#### WHAT THE EXERCISE ASKS:
Look through the data below and report how many lines include "graphics". Only the number should be given.

BEGIN SOURCE RECORDS

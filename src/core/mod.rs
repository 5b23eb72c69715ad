//! # Core Module
//!
//! Shared-ownership containers for the single-threaded engine.
//!
//! ## Key Components
//! - `StSystem`: reference-counted, interior-mutable handle to a system

pub mod st_system;

pub use st_system::StSystem;
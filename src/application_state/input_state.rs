//! # Input State
//!
//! Edge-aware key and button states handed from the input manager to the
//! engine once per frame.

use std::collections::{HashMap, HashSet};
use winit::{event::MouseButton, keyboard::KeyCode};

/// Represents the state of a key or button.
#[derive(Debug, Default, Clone, Copy, PartialEq, Eq)]
pub enum RawInputState {
    /// Key/button is not pressed
    #[default]
    NotPressed,
    /// Key/button was just pressed this frame
    Pressed,
    /// Key/button has been held down for multiple frames
    Held,
    /// Key/button was just released this frame
    Released,
}

impl RawInputState {
    /// Determines if the input is actively down (either pressed or held)
    pub fn is_active(&self) -> bool {
        matches!(self, RawInputState::Pressed | RawInputState::Held)
    }

    /// Determines if the input was just pressed this frame
    pub fn is_just_pressed(&self) -> bool {
        matches!(self, RawInputState::Pressed)
    }

    /// Determines if the input was just released this frame
    pub fn is_just_released(&self) -> bool {
        matches!(self, RawInputState::Released)
    }

    /// Classifies a key from whether it was down last frame and is down now.
    pub fn from_raw_states(previous: bool, current: bool) -> Self {
        match (previous, current) {
            (false, true) => RawInputState::Pressed,
            (true, true) => RawInputState::Held,
            (true, false) => RawInputState::Released,
            (false, false) => RawInputState::NotPressed,
        }
    }

    /// Like [`RawInputState::from_raw_states`], but a press seen at any point
    /// during the frame always reads as [`RawInputState::Pressed`], even if
    /// the key is already up again.
    pub fn from_frame(previous: bool, current: bool, pressed_during_frame: bool) -> Self {
        if pressed_during_frame {
            RawInputState::Pressed
        } else {
            Self::from_raw_states(previous, current)
        }
    }
}

/// One frame's worth of key and button transitions plus mouse motion.
///
/// Keys and buttons the manager does not track read as
/// [`RawInputState::NotPressed`].
pub struct ProcessedInputState {
    pub keyboard_states: HashMap<KeyCode, RawInputState>,
    pub mouse_button_states: HashMap<MouseButton, RawInputState>,
    /// Mouse movement summed since the last frame (x, y)
    pub mouse_delta: Option<(f64, f64)>,
}

impl ProcessedInputState {
    /// Gets the state of a keyboard key
    pub fn get_key_state(&self, key: KeyCode) -> RawInputState {
        self.keyboard_states.get(&key).copied().unwrap_or_default()
    }

    /// Gets the state of a mouse button
    pub fn get_mouse_button_state(&self, button: MouseButton) -> RawInputState {
        self.mouse_button_states.get(&button).copied().unwrap_or_default()
    }

    /// Gets the mouse movement delta since the last frame
    pub fn get_mouse_delta(&self) -> Option<(f64, f64)> {
        self.mouse_delta
    }
}

/// Tracks the state of mouse buttons and relative movement.
pub struct MouseInput {
    /// Previous state of each mouse button (pressed/released)
    pub mouse_button_inputs_old: HashMap<MouseButton, bool>,
    /// Current state of each mouse button (pressed/released)
    pub mouse_button_inputs_new: HashMap<MouseButton, bool>,
    /// Buttons that went down since the last frame
    pub mouse_buttons_pressed: HashSet<MouseButton>,
    /// Relative motion summed since the last frame (x, y)
    pub mouse_delta: Option<(f64, f64)>,
}
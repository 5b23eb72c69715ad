//! # Block Type Module
//!
//! This module defines the tile codes stored in the voxel grid and the
//! enumeration used to interpret them.

use num_derive::FromPrimitive;
use num_traits::FromPrimitive;

use super::TileCode;

/// Dirt tile code.
pub const DIRT: TileCode = 45;
/// Grass tile code.
pub const GRAS: TileCode = 46;
/// Every tile code at or below this value is a physical obstacle.
pub const LAST_SOLID: TileCode = GRAS;
/// Invisible, walkable open space.
pub const OPEN: TileCode = 75;

/// Enumerates the tile types the world knows how to simulate and draw.
///
/// The discriminants are the raw tile codes stored in the grid, so a
/// `BlockType` can be recovered from any stored byte with
/// [`BlockType::from_code`].
#[derive(Copy, Clone, Debug, PartialEq, Eq, Hash, FromPrimitive)]
pub enum BlockType {
    /// Plain dirt, the same texture on every face.
    DIRT = 45,

    /// Grass: green on top, grass-on-dirt sides, dirt bottom.
    GRASS = 46,

    /// Empty space.
    OPEN = 75,
}

impl BlockType {
    /// Interprets a raw tile code.
    ///
    /// # Returns
    /// `None` for codes that do not name a known tile type.
    pub fn from_code(code: TileCode) -> Option<Self> {
        FromPrimitive::from_u8(code)
    }

    /// Whether a tile code counts as a physical obstacle.
    pub fn is_solid_code(code: TileCode) -> bool {
        code <= LAST_SOLID
    }
}

#[cfg(test)]
mod tests {
    use super::*;

    #[test]
    fn codes_round_trip_through_the_enum() {
        assert_eq!(BlockType::from_code(45), Some(BlockType::DIRT));
        assert_eq!(BlockType::from_code(46), Some(BlockType::GRASS));
        assert_eq!(BlockType::from_code(75), Some(BlockType::OPEN));
        assert_eq!(BlockType::from_code(3), None);
        assert_eq!(BlockType::GRASS as TileCode, GRAS);
    }

    #[test]
    fn solid_threshold_splits_codes() {
        assert!(BlockType::is_solid_code(DIRT));
        assert!(BlockType::is_solid_code(GRAS));
        assert!(BlockType::is_solid_code(0));
        assert!(!BlockType::is_solid_code(OPEN));
        assert!(!BlockType::is_solid_code(LAST_SOLID + 1));
    }
}
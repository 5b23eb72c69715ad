//! # Engine State Module
//!
//! The frame coordinator. `EngineState` turns raw input into an
//! [`InputSnapshot`], advances the [`Simulation`], keeps the camera uniform
//! current and has the renderer mesh and draw the world.
//!
//! ## Key Components
//!
//! * `EngineState` - Owns every subsystem and runs one frame at a time
//! * `simulation` - World, player and targeting, free of GPU state
//! * `camera_state` - Camera derived from the player and its GPU uniform
//! * `rendering` - Per-frame meshing and batched drawing
//! * `buffer_state` - Named GPU buffers
//! * `frame_stats` - Once-a-second frame rate logging

use log::{debug, info};
use wgpu::{Device, Queue, Surface, SurfaceConfiguration};
use winit::{event::MouseButton, keyboard::KeyCode};

use crate::{application_state::input_state::ProcessedInputState, core::StSystem};

use buffer_state::BufferState;
use camera_state::CameraState;
use error::EngineError;
use frame_stats::FrameStats;
use physics::player::MovementIntents;
use rendering::{Renderer, TextureLayers};
use settings::EngineSettings;
use simulation::{InputSnapshot, Simulation};

mod buffer_state;
mod camera_state;
pub mod error;
mod frame_stats;
mod physics;
pub mod rendering;
pub mod settings;
pub mod simulation;
mod voxels;

/// Things input asks of the window or the event loop rather than the game.
#[derive(Debug, Default, Clone, Copy, PartialEq, Eq)]
pub struct WindowRequests {
    pub quit: bool,
    pub grab_cursor: bool,
    pub release_cursor: bool,
}

/// One frame of processed input, split by who acts on it.
#[derive(Debug, Default, Clone, Copy, PartialEq)]
struct TranslatedInput {
    snapshot: InputSnapshot,
    requests: WindowRequests,
    toggle_frame_stats: bool,
}

/// The main state container for the engine.
pub struct EngineState {
    pub settings: EngineSettings,
    pub simulation: Simulation,
    /// Camera state managing the view and its uniform buffer
    pub camera_state: CameraState,
    pub renderer: Renderer,
    /// Buffer state for managing GPU buffers
    pub buffer_state: StSystem<BufferState>,
    frame_stats: FrameStats,
    /// Input gathered since the last frame ran
    pending_input: InputSnapshot,
    /// Whether mouse motion turns the view
    mouse_look: bool,
}

impl EngineState {
    /// Creates the engine with a freshly generated world.
    ///
    /// # Arguments
    ///
    /// * `surface` - The configured rendering surface
    /// * `surface_config` - Configuration for the rendering surface
    /// * `device` - The GPU device
    /// * `queue` - The GPU command queue
    /// * `shader_string` - WGSL source of the face shader
    /// * `texture_layers` - Block texture pixels
    /// * `settings` - Runtime tunables
    pub fn new(
        surface: Surface<'static>,
        surface_config: SurfaceConfiguration,
        device: Device,
        queue: Queue,
        shader_string: &str,
        texture_layers: &TextureLayers,
        settings: EngineSettings,
    ) -> Result<Self, EngineError> {
        let device = StSystem::from_value(device);
        let queue = StSystem::from_value(queue);
        let buffer_state = StSystem::from_value(BufferState::new(device, queue));

        let simulation = Simulation::new(voxels::WORLD_DIMENSIONS, settings.world_seed);

        let camera_state = CameraState::new(
            buffer_state.clone(),
            simulation.player(),
            surface_config.width,
            surface_config.height,
            &settings,
        );

        let renderer = Renderer::new(
            surface,
            surface_config,
            buffer_state.clone(),
            shader_string,
            texture_layers,
            settings.vertex_batch_capacity,
        )?;

        info!("Engine ready, player at {:?}", simulation.player().position());

        Ok(Self {
            frame_stats: FrameStats::new(settings.report_frame_stats, web_time::Instant::now()),
            settings,
            simulation,
            camera_state,
            renderer,
            buffer_state,
            pending_input: InputSnapshot::default(),
            mouse_look: true,
        })
    }

    /// Resizes the rendering surface and the projection.
    pub fn resize_surface(&mut self, size: winit::dpi::PhysicalSize<u32>) {
        self.renderer.resize_surface(size);
        if size.width > 0 && size.height > 0 {
            self.camera_state.resize(size.width, size.height);
        }
    }

    /// Records whether the cursor is captured.
    pub fn set_mouse_look(&mut self, mouse_look: bool) {
        if self.mouse_look != mouse_look {
            info!("Mouse look {}", if mouse_look { "captured" } else { "released" });
        }
        self.mouse_look = mouse_look;
    }

    /// Takes in a frame's processed input.
    ///
    /// Game input is held until the next [`EngineState::frame`]; window and
    /// event loop requests are handed back to the caller.
    pub fn set_input_commands(&mut self, input: ProcessedInputState) -> WindowRequests {
        let translated =
            translate_processed_input(&input, self.mouse_look, self.settings.mouse_sensitivity);

        self.pending_input.merge(translated.snapshot);
        if translated.toggle_frame_stats {
            self.frame_stats.toggle();
        }

        translated.requests
    }

    /// Runs one frame: simulate, update the camera, mesh and draw.
    pub fn frame(&mut self) {
        let input = std::mem::take(&mut self.pending_input);
        self.simulation.step(&input);

        self.camera_state
            .update(self.simulation.player(), self.simulation.zoom());

        if let Some(totals) = self.renderer.render_world(self.simulation.grid()) {
            self.frame_stats.record_frame(totals.faces);
        }
        let report = self
            .frame_stats
            .end_window(web_time::Instant::now(), self.simulation.player().position());
        if report.is_some() {
            let buffers = self.buffer_state.get();
            debug!(
                "GPU buffers: {} of {} bytes used, {} writes",
                buffers.get_total_used_memory(),
                buffers.get_total_allocated_memory(),
                buffers.get_total_writes()
            );
        }
    }
}

/// Maps held and edge-triggered keys and buttons onto game input.
///
/// Left click breaks while the mouse is captured and recaptures it
/// otherwise. Mouse motion only turns the view while captured.
fn translate_processed_input(
    input: &ProcessedInputState,
    mouse_look: bool,
    mouse_sensitivity: f32,
) -> TranslatedInput {
    let mut snapshot = InputSnapshot {
        intents: MovementIntents {
            forward: input.get_key_state(KeyCode::KeyW).is_active(),
            back: input.get_key_state(KeyCode::KeyS).is_active(),
            left: input.get_key_state(KeyCode::KeyA).is_active(),
            right: input.get_key_state(KeyCode::KeyD).is_active(),
        },
        jump: input.get_key_state(KeyCode::Space).is_just_pressed()
            || input.get_mouse_button_state(MouseButton::Back).is_just_pressed(),
        zoom: input.get_key_state(KeyCode::KeyZ).is_active(),
        place_block: input.get_mouse_button_state(MouseButton::Right).is_just_pressed(),
        lift: input.get_key_state(KeyCode::KeyJ).is_just_released(),
        ..Default::default()
    };
    let mut requests = WindowRequests::default();

    let left_click = input.get_mouse_button_state(MouseButton::Left).is_just_pressed();
    if mouse_look {
        snapshot.break_block = left_click;
        if let Some((dx, dy)) = input.get_mouse_delta() {
            snapshot.yaw_delta = dx as f32 * mouse_sensitivity;
            snapshot.pitch_delta = dy as f32 * mouse_sensitivity;
        }
    } else {
        requests.grab_cursor = left_click;
    }

    requests.release_cursor = input.get_key_state(KeyCode::Escape).is_just_pressed();
    requests.quit = input.get_key_state(KeyCode::KeyQ).is_just_pressed();

    TranslatedInput {
        snapshot,
        requests,
        toggle_frame_stats: input.get_key_state(KeyCode::KeyN).is_just_pressed(),
    }
}

#[cfg(test)]
mod tests {
    use std::collections::HashMap;

    use super::*;
    use crate::application_state::input_state::RawInputState;

    fn input(
        keys: &[(KeyCode, RawInputState)],
        buttons: &[(MouseButton, RawInputState)],
        mouse_delta: Option<(f64, f64)>,
    ) -> ProcessedInputState {
        ProcessedInputState {
            keyboard_states: keys.iter().copied().collect::<HashMap<_, _>>(),
            mouse_button_states: buttons.iter().copied().collect::<HashMap<_, _>>(),
            mouse_delta,
        }
    }

    #[test]
    fn held_keys_become_intents() {
        let translated = translate_processed_input(
            &input(
                &[
                    (KeyCode::KeyW, RawInputState::Held),
                    (KeyCode::KeyD, RawInputState::Pressed),
                    (KeyCode::KeyS, RawInputState::Released),
                    (KeyCode::KeyZ, RawInputState::Held),
                ],
                &[],
                None,
            ),
            true,
            0.001,
        );

        let intents = translated.snapshot.intents;
        assert!(intents.forward && intents.right);
        assert!(!intents.back && !intents.left);
        assert!(translated.snapshot.zoom);
        assert!(!translated.snapshot.jump);
    }

    #[test]
    fn jump_fires_on_space_or_back_button_press_only() {
        let space = translate_processed_input(
            &input(&[(KeyCode::Space, RawInputState::Pressed)], &[], None),
            true,
            0.001,
        );
        let held = translate_processed_input(
            &input(&[(KeyCode::Space, RawInputState::Held)], &[], None),
            true,
            0.001,
        );
        let back = translate_processed_input(
            &input(&[], &[(MouseButton::Back, RawInputState::Pressed)], None),
            true,
            0.001,
        );

        assert!(space.snapshot.jump);
        assert!(!held.snapshot.jump);
        assert!(back.snapshot.jump);
    }

    #[test]
    fn mouse_motion_is_scaled_while_captured_and_ignored_otherwise() {
        let raw = input(&[], &[], Some((100.0, -50.0)));

        let captured = translate_processed_input(&raw, true, 0.001);
        assert!((captured.snapshot.yaw_delta - 0.1).abs() < 1e-6);
        assert!((captured.snapshot.pitch_delta + 0.05).abs() < 1e-6);

        let released = translate_processed_input(&raw, false, 0.001);
        assert_eq!(released.snapshot.yaw_delta, 0.0);
        assert_eq!(released.snapshot.pitch_delta, 0.0);
    }

    #[test]
    fn left_click_breaks_when_captured_and_recaptures_when_not() {
        let click = input(&[], &[(MouseButton::Left, RawInputState::Pressed)], None);

        let captured = translate_processed_input(&click, true, 0.001);
        assert!(captured.snapshot.break_block);
        assert!(!captured.requests.grab_cursor);

        let released = translate_processed_input(&click, false, 0.001);
        assert!(!released.snapshot.break_block);
        assert!(released.requests.grab_cursor);
    }

    #[test]
    fn one_shot_keys() {
        let translated = translate_processed_input(
            &input(
                &[
                    (KeyCode::KeyJ, RawInputState::Released),
                    (KeyCode::KeyN, RawInputState::Pressed),
                    (KeyCode::Escape, RawInputState::Pressed),
                    (KeyCode::KeyQ, RawInputState::Pressed),
                ],
                &[(MouseButton::Right, RawInputState::Pressed)],
                None,
            ),
            true,
            0.001,
        );

        assert!(translated.snapshot.lift);
        assert!(translated.snapshot.place_block);
        assert!(translated.toggle_frame_stats);
        assert_eq!(
            translated.requests,
            WindowRequests {
                quit: true,
                grab_cursor: false,
                release_cursor: true,
            }
        );
    }
}
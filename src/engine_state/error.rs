//! Startup errors. Anything that reaches the event loop as an `EngineError`
//! ends the process.

use std::path::PathBuf;

/// Failures while bringing the engine up.
#[derive(Debug, thiserror::Error)]
pub enum EngineError {
    #[error("event loop failed: {0}")]
    EventLoop(#[from] winit::error::EventLoopError),

    #[error("could not create window: {0}")]
    WindowCreation(#[from] winit::error::OsError),

    #[error("could not create rendering surface: {0}")]
    SurfaceCreation(#[from] wgpu::CreateSurfaceError),

    #[error("no compatible graphics adapter: {0}")]
    AdapterUnavailable(#[from] wgpu::RequestAdapterError),

    #[error("graphics device request failed: {0}")]
    DeviceRequest(#[from] wgpu::RequestDeviceError),

    #[error("could not read shader {path}: {source}")]
    ShaderLoad {
        path: PathBuf,
        source: std::io::Error,
    },

    #[error("could not decode texture {path}: {source}")]
    TextureLoad {
        path: PathBuf,
        source: image::ImageError,
    },

    #[error("malformed settings file {path}: {source}")]
    SettingsParse {
        path: PathBuf,
        source: serde_json::Error,
    },

    #[error("GPU buffer '{0}' was not created before it was bound")]
    MissingBuffer(&'static str),

    #[error("surface is not supported by the selected adapter")]
    UnsupportedSurface,
}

END SOURCE RECORDS

#### WRITTEN ANSWER:
2